We further assessed the influence of the separation of NH3 and Cl2 from the electrolyte on the final product formation. Attaching an ammonia trap channel next to the gas-permeable cathode (Fig. 3e) separated over 99% of the produced NH3 from the electrolyte channel (red data points). Consequently, the NO3-conversion efficiency increased by 11%, and nitrogen loss evidenced by N2 formation also decreased by 76%. A similar experiment was conducted by incorporating a single chlorine trap channel (without the use of the ammonia trap channel), which yielded a modest improvement of the NO3 conversion efficiency by 46% and the reduced N2 loss by 25% according to the results in Fig. 3f. Although ~ 100% of the generated Cl2 was extracted from electrolyte, after 5 h electrolysis, the Cl2 concentration in the chlorine trap solution (7.5 ± 0.5 mM) was still lower than that in Fig. 2c (9.1 ± 0.1 mM), where the separation of NH3 and Cl2 occurred simultaneously. This observation implies that the average Cl2 recovery efficiency of 99% across a broad anodic potential range in Fig. 1e may be misleading. The Cl2 extraction kinetics rate is not fast enough to efficiently separate all produced Cl2 at the anodic interface, which consequently causes the residual HClO and ClO in the waste stream. These residual species are likely to engage in side reactions with NH3 and NO2, resulting in the formation of Cl. Therefore, the optimal electrosynthesis and separation performance of the membrane-free electrolyzer required synchronous extraction processes for NH3 and Cl2. Isolating ammonia or chlorine gas alone was inadequate to mitigate product loss.

Large-scale electrosynthesis using a stacked electrolyzer system

The practical implementation and performance (e.g., productivity and product concentration, energy consumption, and intermediates/products residual) of this membrane-free electrolyzer are highly affected by complex water chemistry of the feeding waste stream (e.g., concentrations and ratios of NO3 and Cl ions), which should be considered. Supplementary Figs. 9 and 10 show the time-resolved evolution of nitrogen and chlorine species for synthetic waste streams with different nitrate and chloride concentrations or ratios. The pH of all synthetic waste streams was controlled to be 7.0 ± 0.1. The relevant current density and NH3/Cl2 FE are summarized in Supplementary Table 2.

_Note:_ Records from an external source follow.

//! Routes JSON-RPC requests to an agent.

use super::protocol::{
    agent_message, error_codes, parse_request, prompt_param, JsonRpcResponse,
};
use crate::agent::Agent;
use serde_json::Value;
use std::sync::Arc;
use tracing::{debug, error, info_span, Instrument};

/// Answers the configured agent method; every other method is unknown.
#[derive(Clone)]
pub struct RpcDispatcher {
    agent: Arc<dyn Agent>,
    method: String,
}

impl std::fmt::Debug for RpcDispatcher {
    fn fmt(&self, f: &mut std::fmt::Formatter<'_>) -> std::fmt::Result {
        f.debug_struct("RpcDispatcher")
            .field("agent", &self.agent.name())
            .field("method", &self.method)
            .finish()
    }
}

impl RpcDispatcher {
    /// Creates a dispatcher answering `method` with `agent`.
    pub fn new(agent: Arc<dyn Agent>, method: impl Into<String>) -> Self {
        Self {
            agent,
            method: method.into(),
        }
    }

    /// Returns the method name this dispatcher answers.
    pub fn method(&self) -> &str {
        &self.method
    }

    /// Handles one raw request body.
    pub async fn dispatch(&self, body: Value) -> JsonRpcResponse {
        let request = match parse_request(body) {
            Ok(request) => request,
            Err(response) => return response,
        };
        let id = request.id.clone();

        if request.jsonrpc != "2.0" {
            return JsonRpcResponse::error(
                id,
                error_codes::INVALID_REQUEST,
                "jsonrpc must be \"2.0\"",
            );
        }
        if request.method != self.method {
            return JsonRpcResponse::error(
                id,
                error_codes::METHOD_NOT_FOUND,
                format!("Method not found: {}", request.method),
            );
        }
        let Some(prompt) = prompt_param(&request.params) else {
            return JsonRpcResponse::error(
                id,
                error_codes::INVALID_PARAMS,
                "params.prompt must be a string",
            );
        };

        let span = info_span!("rpc_call", method = %request.method, rpc_id = %id);
        debug!(parent: &span, "Dispatching agent call");
        match self.agent.run(prompt).instrument(span).await {
            Ok(response) => JsonRpcResponse::success(id, agent_message(&response.text)),
            Err(e) => {
                error!(method = %request.method, error = %e, "Agent call failed");
                JsonRpcResponse::error(id, error_codes::INTERNAL_ERROR, e.to_string())
            }
        }
    }
}

#[cfg(test)]
mod tests {
    use super::*;
    use crate::agent::{AgentError, AgentResponse, MockAgent};
    use crate::rpc::protocol::agent_message_text;
    use serde_json::json;

    fn echo_agent() -> Arc<dyn Agent> {
        let mut agent = MockAgent::new();
        agent.expect_name().return_const("echo".to_string());
        agent
            .expect_run()
            .returning(|prompt| Ok(AgentResponse::text(format!("echo: {prompt}"))));
        Arc::new(agent)
    }

    #[tokio::test]
    async fn test_dispatch_runs_agent() {
        let dispatcher = RpcDispatcher::new(echo_agent(), "agent.run");
        let response = dispatcher
            .dispatch(json!({
                "jsonrpc": "2.0",
                "id": "abc",
                "method": "agent.run",
                "params": {"prompt": "status of TRUCK-1"}
            }))
            .await;

        assert_eq!(response.id, json!("abc"));
        assert!(response.error.is_none());
        assert_eq!(
            agent_message_text(response.result.as_ref().unwrap()),
            Some("echo: status of TRUCK-1")
        );
    }

    #[tokio::test]
    async fn test_dispatch_accepts_nested_input_prompt() {
        let dispatcher = RpcDispatcher::new(echo_agent(), "tasks/run");
        let response = dispatcher
            .dispatch(json!({
                "jsonrpc": "2.0",
                "id": 1,
                "method": "tasks/run",
                "params": {"input": {"prompt": "hi"}}
            }))
            .await;

        assert!(response.result.is_some());
    }

    #[tokio::test]
    async fn test_dispatch_error_codes() {
        let dispatcher = RpcDispatcher::new(echo_agent(), "agent.run");

        let unknown = dispatcher
            .dispatch(json!({"jsonrpc": "2.0", "id": 1, "method": "nope", "params": {}}))
            .await;
        assert_eq!(unknown.error.unwrap().code, error_codes::METHOD_NOT_FOUND);

        let bad_params = dispatcher
            .dispatch(json!({"jsonrpc": "2.0", "id": 2, "method": "agent.run", "params": {}}))
            .await;
        assert_eq!(bad_params.error.unwrap().code, error_codes::INVALID_PARAMS);

        let bad_version = dispatcher
            .dispatch(json!({"jsonrpc": "1.0", "id": 3, "method": "agent.run"}))
            .await;
        assert_eq!(bad_version.error.unwrap().code, error_codes::INVALID_REQUEST);

        let not_an_object = dispatcher.dispatch(json!([1, 2, 3])).await;
        assert_eq!(not_an_object.error.unwrap().code, error_codes::INVALID_REQUEST);
    }

    #[tokio::test]
    async fn test_agent_failure_is_internal_error() {
        let mut agent = MockAgent::new();
        agent.expect_name().return_const("broken".to_string());
        agent
            .expect_run()
            .returning(|_| Err(AgentError::MissingVehicleId("hello".to_string())));

        let response = RpcDispatcher::new(Arc::new(agent), "agent.run")
            .dispatch(json!({
                "jsonrpc": "2.0",
                "id": 9,
                "method": "agent.run",
                "params": {"prompt": "hello"}
            }))
            .await;

        let error = response.error.unwrap();
        assert_eq!(error.code, error_codes::INTERNAL_ERROR);
        assert!(error.message.contains("No vehicle id"));
    }
}
//! Event sink system for observability.
//!
//! The tool-chain executor reports pipeline and stage lifecycle events to an
//! [`EventSink`] handed to it at construction time.

mod sink;

pub use sink::{CollectingEventSink, EventSink, LoggingEventSink, NoOpEventSink, PipelineEvent};
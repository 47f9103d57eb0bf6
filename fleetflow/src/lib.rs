//! # Fleetflow
//!
//! Tool-chain pipelines for predictive vehicle maintenance, and a
//! chat-completions bridge that puts an agent behind an HTTP endpoint.
//!
//! Fleetflow provides:
//!
//! - **Tool-chain execution**: ordered stages exchanging fields through an
//!   accumulating context, validated before anything runs
//! - **Fleet tools**: vehicle, driver, dealership and parts lookups plus the
//!   predict, cost, order, book and notify maintenance flow
//! - **Agents**: a local agent over the lookup chain and a JSON-RPC client
//!   for a remote one
//! - **Request bridge**: chat-completions requests in, server-sent chunks out
//!
//! ## Quick Start
//!
//! ```rust,ignore
//! use fleetflow::prelude::*;
//!
//! let flow = maintenance_flow(FailureHorizon::default())?;
//! let run = flow
//!     .run(MaintenanceRequest::new("TRUCK-42").into_record())
//!     .await?;
//! println!("{}", run.summary().unwrap_or_default());
//! ```

#![forbid(unsafe_code)]
#![warn(
    clippy::all,
    clippy::pedantic,
    missing_docs,
    rust_2018_idioms
)]
#![allow(
    clippy::module_name_repetitions,
    clippy::must_use_candidate,
    clippy::missing_errors_doc,
    clippy::missing_panics_doc
)]

pub mod agent;
pub mod bridge;
pub mod context;
pub mod core;
pub mod errors;
pub mod events;
pub mod observability;
pub mod pipeline;
pub mod rpc;
pub mod settings;
pub mod stages;
pub mod testing;
pub mod tools;
pub mod utils;

/// Prelude module for convenient imports
pub mod prelude {
    pub use crate::agent::{
        maintenance_agent, vehicle_maintenance_flow, Agent, AgentError, AgentResponse,
        ToolChainAgent,
    };
    #[cfg(feature = "remote")]
    pub use crate::agent::RemoteAgent;
    pub use crate::bridge::{Bridge, BridgeError, ChatCompletionRequest, ChatMessage};
    pub use crate::context::{ContextRecord, RunIdentity, StageInputs};
    pub use crate::core::{StageOutput, StageStatus};
    pub use crate::errors::{
        ContractErrorInfo, FleetflowError, MissingFieldError, PipelineValidationError,
    };
    pub use crate::events::{CollectingEventSink, EventSink, LoggingEventSink, NoOpEventSink};
    pub use crate::pipeline::{Pipeline, PipelineBuilder, PipelineRun, ToolChainExecutor};
    pub use crate::settings::ServiceConfig;
    pub use crate::stages::{FnStage, Stage, StageSignature};
    pub use crate::tools::{
        agent_chain, maintenance_flow, FailureHorizon, MaintenanceRequest, ToolDefinition,
    };
}
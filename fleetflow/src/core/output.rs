//! Stage output type with factory methods.

use super::StageStatus;
use crate::context::ContextRecord;
use crate::errors::FleetflowError;
use serde::{Deserialize, Serialize};

/// The output of a stage execution.
///
/// A successful output carries the fields the stage contributes to the
/// running context; a failed output carries an error message.
#[derive(Debug, Clone, PartialEq, Serialize, Deserialize)]
pub struct StageOutput {
    /// The status of the stage execution.
    pub status: StageStatus,

    /// The fields returned by the stage.
    #[serde(default)]
    pub data: ContextRecord,

    /// Error message (for failed executions).
    #[serde(default, skip_serializing_if = "Option::is_none")]
    pub error: Option<String>,
}

impl Default for StageOutput {
    fn default() -> Self {
        Self::ok_empty()
    }
}

impl StageOutput {
    /// Creates a successful output with data.
    #[must_use]
    pub fn ok(data: ContextRecord) -> Self {
        Self {
            status: StageStatus::Ok,
            data,
            error: None,
        }
    }

    /// Creates a successful output with no data.
    #[must_use]
    pub fn ok_empty() -> Self {
        Self::ok(ContextRecord::new())
    }

    /// Creates a successful output with a single value.
    #[must_use]
    pub fn ok_value(key: impl Into<String>, value: impl Into<serde_json::Value>) -> Self {
        Self::ok(ContextRecord::new().with(key, value))
    }

    /// Creates a failure output with an error message.
    #[must_use]
    pub fn fail(error: impl Into<String>) -> Self {
        Self {
            status: StageStatus::Fail,
            data: ContextRecord::new(),
            error: Some(error.into()),
        }
    }

    /// Returns true if the output indicates success.
    #[must_use]
    pub fn is_success(&self) -> bool {
        self.status.is_success()
    }

    /// Returns true if the output indicates failure.
    #[must_use]
    pub fn is_failure(&self) -> bool {
        self.status.is_failure()
    }

    /// Gets a value from the data.
    #[must_use]
    pub fn get(&self, key: &str) -> Option<&serde_json::Value> {
        self.data.get(key)
    }
}

impl From<Result<ContextRecord, FleetflowError>> for StageOutput {
    fn from(result: Result<ContextRecord, FleetflowError>) -> Self {
        match result {
            Ok(data) => Self::ok(data),
            Err(e) => Self::fail(e.to_string()),
        }
    }
}
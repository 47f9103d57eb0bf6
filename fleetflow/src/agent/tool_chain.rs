//! Local agent driving a tool chain.

use super::{Agent, AgentError, AgentResponse};
use crate::context::ContextRecord;
use crate::pipeline::{Pipeline, ToolChainExecutor};
use crate::settings::AgentConfig;
use crate::tools::{agent_chain, ToolDefinition};
use async_trait::async_trait;
use regex::Regex;
use serde_json::Value;
use std::fmt;
use std::sync::Arc;
use tracing::{debug, info};

/// Turns the final context of a run into the answer text.
pub type ContextRenderer = Arc<dyn Fn(&ContextRecord) -> String + Send + Sync>;

const DEFAULT_VEHICLE_PATTERN: &str = r"\b[A-Z][A-Z0-9]*-\d+\b";

/// An agent that answers by running a fixed tool chain.
///
/// The vehicle id is located in the prompt with a regex and seeded into the
/// initial context together with any configured defaults.
pub struct ToolChainAgent {
    name: String,
    pipeline: Arc<Pipeline>,
    executor: ToolChainExecutor,
    vehicle_pattern: Regex,
    seed: ContextRecord,
    renderer: ContextRenderer,
}

impl fmt::Debug for ToolChainAgent {
    fn fmt(&self, f: &mut fmt::Formatter<'_>) -> fmt::Result {
        f.debug_struct("ToolChainAgent")
            .field("name", &self.name)
            .field("pipeline", &self.pipeline.name())
            .field("vehicle_pattern", &self.vehicle_pattern.as_str())
            .finish_non_exhaustive()
    }
}

impl ToolChainAgent {
    /// Creates an agent over a pipeline that renders the context as JSON.
    ///
    /// # Errors
    ///
    /// Returns `Configuration` if the built-in vehicle pattern fails to compile.
    pub fn new(name: impl Into<String>, pipeline: Pipeline) -> Result<Self, AgentError> {
        Ok(Self {
            name: name.into(),
            pipeline: Arc::new(pipeline),
            executor: ToolChainExecutor::new(),
            vehicle_pattern: compile_pattern(DEFAULT_VEHICLE_PATTERN)?,
            seed: ContextRecord::new(),
            renderer: Arc::new(render_json),
        })
    }

    /// Sets the executor, e.g. one with a logging event sink.
    #[must_use]
    pub fn with_executor(mut self, executor: ToolChainExecutor) -> Self {
        self.executor = executor;
        self
    }

    /// Sets fields seeded into every run.
    #[must_use]
    pub fn with_seed(mut self, seed: ContextRecord) -> Self {
        self.seed = seed;
        self
    }

    /// Sets the regex used to find the vehicle id.
    pub fn with_vehicle_pattern(mut self, pattern: &str) -> Result<Self, AgentError> {
        self.vehicle_pattern = compile_pattern(pattern)?;
        Ok(self)
    }

    /// Sets the renderer for the answer text.
    #[must_use]
    pub fn with_renderer(mut self, renderer: ContextRenderer) -> Self {
        self.renderer = renderer;
        self
    }

    /// Returns the pipeline run by this agent.
    pub fn pipeline(&self) -> &Pipeline {
        &self.pipeline
    }

    /// Builds the initial context for a prompt.
    ///
    /// # Errors
    ///
    /// Returns `MissingVehicleId` when the pattern does not match.
    pub fn initial_context(&self, prompt: &str) -> Result<ContextRecord, AgentError> {
        let vehicle_id = self
            .vehicle_pattern
            .find(prompt)
            .ok_or_else(|| AgentError::MissingVehicleId(prompt.to_string()))?;

        let mut context = self.seed.clone();
        context.insert("vehicle_id", vehicle_id.as_str());
        Ok(context)
    }
}

#[async_trait]
impl Agent for ToolChainAgent {
    fn name(&self) -> &str {
        &self.name
    }

    fn tools(&self) -> Vec<ToolDefinition> {
        self.pipeline
            .tool_definitions()
            .into_iter()
            .cloned()
            .collect()
    }

    async fn run(&self, prompt: &str) -> Result<AgentResponse, AgentError> {
        let initial = self.initial_context(prompt)?;
        debug!(
            agent = %self.name,
            vehicle_id = ?initial.get_str("vehicle_id"),
            "Starting tool chain"
        );

        let run = self.executor.run(&self.pipeline, initial).await?;
        info!(
            agent = %self.name,
            run_id = %run.identity.pipeline_run_id,
            duration_ms = run.duration_ms,
            "Tool chain finished"
        );

        let text = (self.renderer)(&run.context);
        Ok(AgentResponse {
            text,
            context: Some(run.into_context()),
        })
    }
}

fn compile_pattern(pattern: &str) -> Result<Regex, AgentError> {
    Regex::new(pattern)
        .map_err(|e| AgentError::Configuration(format!("invalid vehicle id pattern: {e}")))
}

fn render_json(context: &ContextRecord) -> String {
    serde_json::to_string_pretty(context).unwrap_or_else(|e| format!("{{\"error\": \"{e}\"}}"))
}

fn first_str<'a>(context: &'a ContextRecord, key: &str) -> Option<&'a str> {
    context
        .get(key)
        .and_then(Value::as_array)
        .and_then(|items| items.first())
        .and_then(Value::as_str)
}

fn joined(context: &ContextRecord, key: &str) -> String {
    let items: Vec<&str> = context
        .get(key)
        .and_then(Value::as_array)
        .map(|items| items.iter().filter_map(Value::as_str).collect())
        .unwrap_or_default();
    if items.is_empty() {
        "none".to_string()
    } else {
        items.join(", ")
    }
}

/// Renders the fleet lookup context as a short maintenance report.
#[must_use]
pub fn render_fleet_report(context: &ContextRecord) -> String {
    let vehicle = context.get_str("vehicle_id").unwrap_or("unknown");
    let city = context.get_str("city").unwrap_or("unknown");
    let driver = context.get_str("driver_id").unwrap_or("unknown");
    let component = context.get_str("component").unwrap_or("unknown");
    let stock = context.get_i64("stock").unwrap_or(0);
    let slot = first_str(context, "slots");

    let mut report = format!(
        "Maintenance plan for {vehicle}\n\
         - Location: {city}\n\
         - Driver {driver} availability: {}\n\
         - Dealership slots: {}\n\
         - {component} in stock: {stock}\n",
        joined(context, "availability"),
        joined(context, "slots"),
    );

    let action = match (slot, stock > 0) {
        (Some(slot), true) => {
            format!("Book the {slot} slot in {city} and reserve {component} from inventory.")
        }
        (Some(slot), false) => {
            format!("Order {component} now and book the {slot} slot in {city}.")
        }
        (None, _) => format!("No dealership slot is open in {city}; retry later."),
    };
    report.push_str("Recommended action: ");
    report.push_str(&action);
    report
}

/// Builds the local maintenance agent over the fleet lookup chain.
///
/// # Errors
///
/// Returns `Configuration` when the chain or the vehicle pattern is invalid.
pub fn maintenance_agent(
    config: &AgentConfig,
    executor: ToolChainExecutor,
) -> Result<ToolChainAgent, AgentError> {
    let chain = agent_chain().map_err(|e| AgentError::Configuration(e.to_string()))?;
    let seed = ContextRecord::new()
        .with("driver_id", config.default_driver_id.as_str())
        .with("component", config.default_component.as_str());

    Ok(ToolChainAgent::new("fleet_maintenance_agent", chain)?
        .with_executor(executor)
        .with_seed(seed)
        .with_vehicle_pattern(&config.vehicle_id_pattern)?
        .with_renderer(Arc::new(render_fleet_report)))
}
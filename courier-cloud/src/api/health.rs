//! Health check endpoint

use axum::Json;

pub async fn health_check() -> Json<serde_json::Value> {
    Json(serde_json::json!({
        "status": "ok",
        "service": "courier-cloud",
        "version": env!("CARGO_PKG_VERSION"),
        "git_hash": option_env!("GIT_HASH").unwrap_or("dev"),
    }))
}
//! Drivers webhook (realtime "work available" broadcast)

use async_trait::async_trait;
use tracing::instrument;

use crate::pipeline::{BroadcastError, DriverBroadcaster, WorkAvailable};

/// Posts availability events to a realtime relay
#[derive(Debug, Clone)]
pub struct HttpBroadcaster {
    client: reqwest::Client,
    url: String,
}

impl HttpBroadcaster {
    pub fn new(url: impl Into<String>) -> Self {
        Self {
            client: reqwest::Client::new(),
            url: url.into(),
        }
    }
}

#[async_trait]
impl DriverBroadcaster for HttpBroadcaster {
    fn is_enabled(&self) -> bool {
        true
    }

    #[instrument(skip(self, event), fields(url = %self.url, order_id = %event.order_id))]
    async fn broadcast(&self, event: &WorkAvailable) -> Result<(), BroadcastError> {
        let resp = self
            .client
            .post(&self.url)
            .json(event)
            .send()
            .await
            .map_err(|e| BroadcastError::Network(e.to_string()))?;

        let status = resp.status();
        if status.is_success() {
            tracing::debug!(status = status.as_u16(), "Drivers webhook accepted");
            Ok(())
        } else {
            let body = resp.text().await.unwrap_or_default();
            Err(BroadcastError::Http {
                status: status.as_u16(),
                body,
            })
        }
    }
}

/// Used when no webhook URL is configured
#[derive(Debug, Clone, Copy, Default)]
pub struct NoopBroadcaster;

#[async_trait]
impl DriverBroadcaster for NoopBroadcaster {
    fn is_enabled(&self) -> bool {
        false
    }

    async fn broadcast(&self, _event: &WorkAvailable) -> Result<(), BroadcastError> {
        Ok(())
    }
}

The yield rate and energy consumption for the production of (NH4)2SO4 and NaClO, along with NH3/Cl2 recovery efficiencies from the waste stream, were measured and summarized for the different feed-solution chemistries. We first increased the same molar concentrations of NO3 and Cl in the feed solution from 10 mM (typical for most industrial wastewater44) to 100 mM found in brine wastewater from ion exchange or reverse osmosis processes21, under a fixed cell potential of 3.0 V. The left side of Fig. 4a shows the high concentration of NO3 and Cl led to a fast reaction kinetics of NO3-to-NH3 and Cl-to-Cl2 conversions and thus decreased the overall energy consumption from 11.9 ± 0.1 to 6.3 ± 0.1 kWh·kg−1-products, accompanied by the increased NH3/Cl2 average recovery efficiency (95 ± 1% to 97 ± 0%) and two product generation rates or fluxes (373 ± 7 to 1763 ± 25 g-(NH4)2SO4·m−2·d−1 and 30 ± 3 to 625 ± 14 g-NaClO·m−2·d−1, respectively). This result indicates that the NH3/Cl2 transfer across the gas-diffusion layer was not a limiting factor and should be higher than the gaseous product generation rate on the catalyst layer under the NO3/Cl concentration in common waste streams.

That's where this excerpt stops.